Commissioner McGuinness told Newstalk Business Editor Joe Lynam cash should always be available.
"We believe cash is and should always be available," she said.
"In a time when people are using less of cash - if you look at the figures, cash use has declined from over 70% to 59% in terms of what we're doing in practice - but we want to protect the right to use cash.
"We're trying to future-proof the euro, so that should cash continue to decline in use, we want you and I to be able to access a Central Bank currency - the euro - digitally.
"It is different than private solutions, if you like, because this is Central Bank money.
"We are in a way complementing; so we're saying that we want cash, but we want the option for people to use the euro in digital format".
Cost of handling cash
Joe told The Pat Kenny Show the cost of handling cash is actually rising.
"It is an expensive business because cash is highly portable and has a tendency to disappear suddenly," he said.
"The design and manufacture of cash has become a very expensive process.

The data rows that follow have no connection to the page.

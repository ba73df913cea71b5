//! Field rendering utilities for forms

use crate::state::forms::{Choice, FieldValue, FormFields, FormState};
use ratatui::{
    layout::Rect,
    style::{Color, Modifier, Style},
    text::{Line, Span},
    widgets::{Block, Borders, Paragraph, Wrap},
    Frame,
};

const SINGLE_LINE_HEIGHT: u16 = 3;
const MULTILINE_HEIGHT: u16 = 6;
const CURSOR: &str = "▌";

/// A form as seen by the renderer
pub struct FormView<'a, F: FormFields> {
    pub form: &'a FormState<F>,
    /// Fields shown, in order
    pub fields: &'a [F],
    pub focus: usize,
    /// Highlighted option of a focused multi-select
    pub option_cursor: usize,
}

fn field_block(label: &str, is_active: bool, error: Option<&str>) -> Block<'static> {
    let border_color = match (is_active, error.is_some()) {
        (_, true) => Color::Red,
        (true, false) => Color::Cyan,
        (false, false) => Color::DarkGray,
    };

    let mut block = Block::default()
        .title(format!(" {} ", label))
        .borders(Borders::ALL)
        .border_style(Style::default().fg(border_color));
    if let Some(error) = error {
        block = block.title_bottom(Line::from(Span::styled(
            format!(" {} ", error),
            Style::default().fg(Color::Red),
        )));
    }
    block
}

/// Draw a text field with the given display value
pub fn draw_field_with_value(
    frame: &mut Frame,
    area: Rect,
    label: &str,
    value: &str,
    is_active: bool,
    is_multiline: bool,
    error: Option<&str>,
) {
    let style = if is_active {
        Style::default().fg(Color::Cyan)
    } else {
        Style::default().fg(Color::DarkGray)
    };

    let display_value = if value.is_empty() && !is_active {
        "(empty)"
    } else {
        value
    };

    let cursor = if is_active { CURSOR } else { "" };

    let content = if is_multiline {
        let mut lines: Vec<Line> = display_value
            .split('\n')
            .map(|l| Line::from(l.to_string()))
            .collect();
        if is_active {
            if let Some(last) = lines.last_mut() {
                last.spans
                    .push(Span::styled(cursor, Style::default().fg(Color::Cyan)));
            }
        }
        // Keep the cursor line in view
        let inner_height = area.height.saturating_sub(2) as usize;
        let skip = lines.len().saturating_sub(inner_height.max(1));
        Paragraph::new(lines.split_off(skip))
    } else {
        Paragraph::new(Line::from(vec![
            Span::styled(display_value, style),
            Span::styled(cursor, Style::default().fg(Color::Cyan)),
        ]))
    };

    let block = field_block(label, is_active, error);
    frame.render_widget(content.wrap(Wrap { trim: false }).block(block), area);
}

/// Draw a single-choice field as a cycling selector
fn draw_choice_field(
    frame: &mut Frame,
    area: Rect,
    label: &str,
    choice: Option<&Choice>,
    has_options: bool,
    is_active: bool,
    error: Option<&str>,
) {
    let text = match (choice, has_options) {
        (Some(choice), _) => choice.label.clone(),
        (None, true) => "(not selected)".to_string(),
        (None, false) => "(no options loaded)".to_string(),
    };
    let line = if is_active {
        Line::from(vec![
            Span::styled("◂ ", Style::default().fg(Color::Cyan)),
            Span::styled(text, Style::default().add_modifier(Modifier::BOLD)),
            Span::styled(" ▸", Style::default().fg(Color::Cyan)),
        ])
    } else {
        Line::from(Span::styled(text, Style::default().fg(Color::DarkGray)))
    };

    let block = field_block(label, is_active, error);
    frame.render_widget(Paragraph::new(line).block(block), area);
}

/// Draw a multi-select field as a wrapped row of checkboxes
#[allow(clippy::too_many_arguments)]
fn draw_choices_field(
    frame: &mut Frame,
    area: Rect,
    label: &str,
    selected: &[Choice],
    options: &[Choice],
    option_cursor: usize,
    is_active: bool,
    error: Option<&str>,
) {
    let mut spans = Vec::new();
    if options.is_empty() {
        spans.push(Span::styled(
            "(no options loaded)",
            Style::default().fg(Color::DarkGray),
        ));
    }
    for (idx, option) in options.iter().enumerate() {
        let checked = selected.iter().any(|c| c.value == option.value);
        let mark = if checked { "[x]" } else { "[ ]" };
        let style = match (is_active && idx == option_cursor, checked) {
            (true, _) => Style::default()
                .fg(Color::Cyan)
                .add_modifier(Modifier::BOLD),
            (false, true) => Style::default().fg(Color::Green),
            (false, false) => Style::default().fg(Color::DarkGray),
        };
        spans.push(Span::styled(format!("{} {}", mark, option.label), style));
        spans.push(Span::raw("  "));
    }

    let block = field_block(label, is_active, error);
    frame.render_widget(
        Paragraph::new(Line::from(spans))
            .wrap(Wrap { trim: true })
            .block(block),
        area,
    );
}

/// Rows a field occupies
fn field_height<F: FormFields>(field: F, value: Option<&FieldValue>) -> u16 {
    match value {
        Some(FieldValue::Choices(_)) => MULTILINE_HEIGHT - 1,
        Some(FieldValue::Text(_)) | None if field.is_multiline() => MULTILINE_HEIGHT,
        _ => SINGLE_LINE_HEIGHT,
    }
}

/// First field to draw so that the focused one fits into `available` rows
fn first_visible(heights: &[u16], focus: usize, available: u16) -> usize {
    if heights.is_empty() {
        return 0;
    }
    let focus = focus.min(heights.len() - 1);
    let mut start = 0;
    while start < focus && heights[start..=focus].iter().sum::<u16>() > available {
        start += 1;
    }
    start
}

/// Draw one field of any kind
fn draw_form_field<F: FormFields>(
    frame: &mut Frame,
    area: Rect,
    view: &FormView<F>,
    field: F,
    is_active: bool,
    options: &[Choice],
) {
    let value = view
        .form
        .value(field)
        .cloned()
        .unwrap_or_else(|| field.initial());
    let error = view.form.error(field);
    let label = field.label();

    match value {
        FieldValue::Choice(choice) => draw_choice_field(
            frame,
            area,
            label,
            choice.as_ref(),
            !options.is_empty(),
            is_active,
            error,
        ),
        FieldValue::Choices(selected) => draw_choices_field(
            frame,
            area,
            label,
            &selected,
            options,
            view.option_cursor,
            is_active,
            error,
        ),
        FieldValue::Flag(_) => {
            draw_field_with_value(frame, area, label, &value.display_value(), is_active, false, error)
        }
        FieldValue::Text(text) => draw_field_with_value(
            frame,
            area,
            label,
            &text,
            is_active,
            field.is_multiline(),
            error,
        ),
    }
}

/// Draw a stack of fields, scrolled to keep the focused field visible
pub fn draw_form<F: FormFields>(
    frame: &mut Frame,
    area: Rect,
    view: &FormView<F>,
    options: impl Fn(F) -> Vec<Choice>,
) {
    let heights: Vec<u16> = view
        .fields
        .iter()
        .map(|&f| field_height(f, view.form.value(f)))
        .collect();
    let start = first_visible(&heights, view.focus, area.height);

    let bottom = area.y + area.height;
    let mut y = area.y;
    for (idx, &field) in view.fields.iter().enumerate().skip(start) {
        let height = heights[idx];
        if y + height > bottom {
            break;
        }
        let rect = Rect {
            x: area.x,
            y,
            width: area.width,
            height,
        };
        draw_form_field(frame, rect, view, field, idx == view.focus, &options(field));
        y += height;
    }
}

/// Draw a dim help line
pub fn draw_help_text(frame: &mut Frame, area: Rect, text: &str) {
    let help = Paragraph::new(text).style(Style::default().fg(Color::DarkGray));
    frame.render_widget(help, area);
}

#[cfg(test)]
mod tests {
    use super::*;
    use crate::state::forms::{ApplicationField, CommentField, LoginField};
    use pretty_assertions::assert_eq;

    #[test]
    fn test_first_visible_scrolls_to_focus() {
        let heights = [3, 3, 6, 3];
        assert_eq!(first_visible(&heights, 0, 9), 0);
        assert_eq!(first_visible(&heights, 2, 9), 1);
        assert_eq!(first_visible(&heights, 3, 9), 2);
        assert_eq!(first_visible(&heights, 9, 100), 0);
        assert_eq!(first_visible(&[], 0, 10), 0);
    }

    #[test]
    fn test_field_heights_by_kind() {
        assert_eq!(field_height(LoginField::Email, None), SINGLE_LINE_HEIGHT);
        assert_eq!(field_height(CommentField::Text, None), MULTILINE_HEIGHT);
        assert_eq!(
            field_height(
                ApplicationField::TargetInstitutes,
                Some(&FieldValue::Choices(Vec::new()))
            ),
            MULTILINE_HEIGHT - 1
        );
        assert_eq!(
            field_height(ApplicationField::NeedsConsultation, Some(&FieldValue::Flag(false))),
            SINGLE_LINE_HEIGHT
        );
    }
}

"It involves all sorts of laser imagery, watermarks, protective silver strips as well as imagery that can only be seen in a certain light.
"All the serial numbers have to be registered and then they get transferred to the Central Bank via very expensive security... often they get Garda or Army protection.
"The commercial banks then have to remove the older or damaged or destroyed notes from circulation.
"It's not quite a case of one in, one out because more and more cash is added as the economy and population grows.
"Simply handling cash requires a huge amount of manpower."
Joe said there are other risks involved.
"Even when you withdraw cash from your bank, and get some cash back at your supermarket, there's also the personal risk," he said.
"You could be mugged, you could be attacked; that comes with added insurance costs and personal liability for companies."
'Significant cost for small businesses'
ISME CEO Neil McDonnell said businesses are paying the cost whatever form of payment they're using.
"Bank charges are a really significant cost for small businesses in particular," he said.
"Typically the smallest of businesses, with one to nine people, are looking at €3,000 to €5,000 per year in bank charges.
"Small business - between 10 and 50 people - are typically paying over €10,000 per annum and then significantly more for medium businesses.
"Individual charges range from 10c to 20c for electronic charges, each and every one, but with charges for coin ranging from 2% to 3% which is very significant in the hospitality and fast-food sector.
"The cost of handling notes typically ranging between 0.6% and 2.4%.
"It's a very large amount of money businesses are paying, whether they're using cash or whether they're trading exclusively electronically," he added.